Tesla Inc. (TSLA) shares plummeted after disappointing Q2 results fell short of expectations. Adjusted EPS was $0.40, missing the expected $0.42, with revenue at $22.5 billion versus $22.64 billion expected. Sales were down 12% YoY, the steepest decline since 2012, highlighting challenges in Tesla’s core EV business.

Direxion Daily TSLA Bull 2X Shares (TSLL) plummeted 18% as Tesla stock dropped 9%, reflecting the leveraged ETF’s amplified exposure to the stock. Despite the poor results, Tesla remains in a broad trading range. CEO Elon Musk acknowledged challenges ahead, mentioning rough quarters potentially in the future.

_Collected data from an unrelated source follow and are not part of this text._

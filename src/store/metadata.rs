//! Lease metadata structures and utilities.

use crate::error::{ExlockError, Result};
use chrono::{DateTime, Duration, Utc};
use serde::{Deserialize, Serialize};
use std::fs;
use std::path::{Path, PathBuf};

/// Metadata stored in a lease file.
///
/// The holder identity fields exist for operators: when a lease looks stuck,
/// `exlock lease list` shows who took it, when, and why.
#[derive(Debug, Clone, Serialize, Deserialize)]
pub struct LeaseMetadata {
    /// The lock key this lease covers (before any filename sanitization).
    pub key: String,

    /// Owner of the lease (e.g., `user@HOST`).
    pub owner: String,

    /// Process ID of the lease holder (optional).
    #[serde(skip_serializing_if = "Option::is_none")]
    pub pid: Option<u32>,

    /// Timestamp when the lease was acquired (RFC3339).
    pub acquired_at: DateTime<Utc>,

    /// Milliseconds after `acquired_at` at which the lease auto-expires.
    pub ttl_millis: u64,

    /// What the holder is doing (e.g., the guarded command).
    pub purpose: String,
}

impl LeaseMetadata {
    /// Create metadata for a lease acquired now (per the given epoch-millis
    /// timestamp) by this process.
    pub fn new(key: &str, ttl_millis: u64, now_millis: u64, purpose: &str) -> Self {
        Self {
            key: key.to_string(),
            owner: get_owner_string(),
            pid: Some(std::process::id()),
            acquired_at: DateTime::from_timestamp_millis(now_millis as i64)
                .unwrap_or_else(Utc::now),
            ttl_millis,
            purpose: purpose.to_string(),
        }
    }

    /// Parse lease metadata from a file.
    pub fn from_file<P: AsRef<Path>>(path: P) -> Result<Self> {
        let content = fs::read_to_string(path.as_ref()).map_err(|e| {
            ExlockError::UserError(format!(
                "failed to read lease file '{}': {}",
                path.as_ref().display(),
                e
            ))
        })?;

        serde_json::from_str(&content).map_err(|e| {
            ExlockError::UserError(format!(
                "failed to parse lease file '{}': {}",
                path.as_ref().display(),
                e
            ))
        })
    }

    /// Serialize lease metadata to JSON string.
    pub fn to_json(&self) -> Result<String> {
        serde_json::to_string_pretty(self)
            .map_err(|e| ExlockError::UserError(format!("failed to serialize lease metadata: {}", e)))
    }

    /// Epoch milliseconds at which this lease expires.
    pub fn expires_at_millis(&self) -> u64 {
        (self.acquired_at.timestamp_millis().max(0) as u64).saturating_add(self.ttl_millis)
    }

    /// Whether the lease has expired as of `now_millis`.
    pub fn is_expired(&self, now_millis: u64) -> bool {
        now_millis >= self.expires_at_millis()
    }

    /// Age of the lease relative to the wall clock.
    pub fn age(&self) -> Duration {
        Utc::now().signed_duration_since(self.acquired_at)
    }

    /// Format the age as a human-readable string.
    pub fn age_string(&self) -> String {
        let age = self.age();
        let seconds = age.num_seconds();
        let minutes = age.num_minutes();
        let hours = age.num_hours();

        if hours > 0 {
            format!("{}h {}m", hours, minutes % 60)
        } else if minutes > 0 {
            format!("{}m {}s", minutes, seconds % 60)
        } else {
            format!("{}s", seconds)
        }
    }
}

/// Information about a lease on disk, for the operator surface.
#[derive(Debug, Clone)]
pub struct LeaseInfo {
    /// The lease file path.
    pub path: PathBuf,

    /// The lease metadata.
    pub metadata: LeaseMetadata,

    /// Whether the lease has expired (reclaimable on next acquire).
    pub is_expired: bool,
}

impl std::fmt::Display for LeaseInfo {
    fn fmt(&self, f: &mut std::fmt::Formatter<'_>) -> std::fmt::Result {
        write!(
            f,
            "{} (owner: {}, age: {}, purpose: {}{})",
            self.metadata.key,
            self.metadata.owner,
            self.metadata.age_string(),
            self.metadata.purpose,
            if self.is_expired { ", EXPIRED" } else { "" }
        )
    }
}

/// Get the owner string for lease metadata.
pub(crate) fn get_owner_string() -> String {
    let user = std::env::var("USER")
        .or_else(|_| std::env::var("USERNAME"))
        .unwrap_or_else(|_| "unknown".to_string());

    let host = hostname::get()
        .map(|h| h.to_string_lossy().to_string())
        .unwrap_or_else(|_| "unknown".to_string());

    format!("{}@{}", user, host)
}

#[cfg(test)]
mod tests {
    use super::*;
    use serial_test::serial;

    #[test]
    fn metadata_records_holder_identity() {
        let meta = LeaseMetadata::new("job-x", 60_000, 1_700_000_000_000, "cleanup");

        assert_eq!(meta.key, "job-x");
        assert!(!meta.owner.is_empty());
        assert!(meta.pid.is_some());
        assert_eq!(meta.ttl_millis, 60_000);
        assert_eq!(meta.purpose, "cleanup");
        assert_eq!(meta.acquired_at.timestamp_millis(), 1_700_000_000_000);
    }

    #[test]
    fn metadata_round_trips_through_json() {
        let meta = LeaseMetadata::new("job-y", 30_000, 1_700_000_000_000, "report");
        let json = meta.to_json().unwrap();

        let parsed: LeaseMetadata = serde_json::from_str(&json).unwrap();
        assert_eq!(parsed.key, "job-y");
        assert_eq!(parsed.ttl_millis, 30_000);
        assert_eq!(parsed.acquired_at, meta.acquired_at);
    }

    #[test]
    fn expiry_is_acquired_at_plus_ttl() {
        let meta = LeaseMetadata::new("k", 1000, 10_000, "");

        assert_eq!(meta.expires_at_millis(), 11_000);
        assert!(!meta.is_expired(10_999));
        assert!(meta.is_expired(11_000));
        assert!(meta.is_expired(50_000));
    }

    #[test]
    fn age_string_uses_coarsest_unit() {
        let mut meta = LeaseMetadata::new("k", 1000, 0, "");

        meta.acquired_at = Utc::now() - Duration::seconds(5);
        assert!(meta.age_string().ends_with('s'));

        meta.acquired_at = Utc::now() - Duration::minutes(3);
        assert!(meta.age_string().contains('m'));

        meta.acquired_at = Utc::now() - Duration::hours(2);
        assert!(meta.age_string().contains('h'));
    }

    #[test]
    fn lease_info_display_marks_expired() {
        let meta = LeaseMetadata::new("job-x", 1000, 0, "cleanup");
        let info = LeaseInfo {
            path: PathBuf::from("/tmp/job-x.lease"),
            metadata: meta,
            is_expired: true,
        };

        let display = format!("{}", info);
        assert!(display.contains("job-x"));
        assert!(display.contains("cleanup"));
        assert!(display.contains("EXPIRED"));
    }

    #[test]
    #[serial]
    fn owner_string_is_user_at_host() {
        // SAFETY: guarded by #[serial]; no other test mutates USER concurrently.
        unsafe { std::env::set_var("USER", "testuser") };
        let owner = get_owner_string();
        assert!(owner.starts_with("testuser@"));
        assert!(owner.contains('@'));
    }
}
//! In-process lease store.
//!
//! A mutex-guarded map of key to expiry timestamp. Useful for tests and for
//! serializing guarded operations inside a single process; it offers the
//! same contract as the shared adapters, just with process-local scope.

use super::{LEASE_KEY_PREFIX, LeaseStore};
use crate::clock::Clock;
use std::collections::HashMap;
use std::sync::{Arc, Mutex};

/// Lease store backed by an in-process map.
pub struct MemoryStore {
    leases: Mutex<HashMap<String, u64>>,
    clock: Arc<dyn Clock>,
}

impl MemoryStore {
    /// Create an empty store against the given clock.
    pub fn new(clock: Arc<dyn Clock>) -> Self {
        Self {
            leases: Mutex::new(HashMap::new()),
            clock,
        }
    }

    /// Number of live (non-expired) leases. Test/diagnostic helper.
    pub fn live_leases(&self) -> usize {
        let now = self.clock.now_millis();
        let leases = self.leases.lock().unwrap_or_else(|poison| poison.into_inner());
        leases.values().filter(|&&expires| expires > now).count()
    }

    fn store_key(key: &str) -> String {
        format!("{}{}", LEASE_KEY_PREFIX, key)
    }
}

impl LeaseStore for MemoryStore {
    fn try_acquire(&self, key: &str, ttl_millis: u64) -> bool {
        let now = self.clock.now_millis();
        let store_key = Self::store_key(key);
        let mut leases = self.leases.lock().unwrap_or_else(|poison| poison.into_inner());

        if let Some(&expires_at) = leases.get(&store_key)
            && expires_at > now
        {
            return false;
        }

        leases.insert(store_key, now.saturating_add(ttl_millis));
        tracing::debug!(key, ttl_millis, "lease acquired (memory)");
        true
    }

    fn release(&self, key: &str) {
        let mut leases = self.leases.lock().unwrap_or_else(|poison| poison.into_inner());
        if leases.remove(&Self::store_key(key)).is_some() {
            tracing::debug!(key, "lease released (memory)");
        }
    }
}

In 2025, Tesla shares are down 25% while TSLL has plunged 62%. The sell-off has been driven by increasing competition, softening demand, and Musk’s public profile. Despite this, investor optimism remains around Tesla’s robotaxi initiative, with plans to expand ride-hailing operations across the U.S. and ramp up production of the humanoid robot, Optimus.

Musk aims to unveil third-generation prototypes of Optimus by year-end and scale production by 2026, with a goal of reaching a million units per year in less than five years. Tesla’s future ambitions in autonomous vehicles and robotics are helping offset challenges in the EV business, but profitability remains a key concern for investors.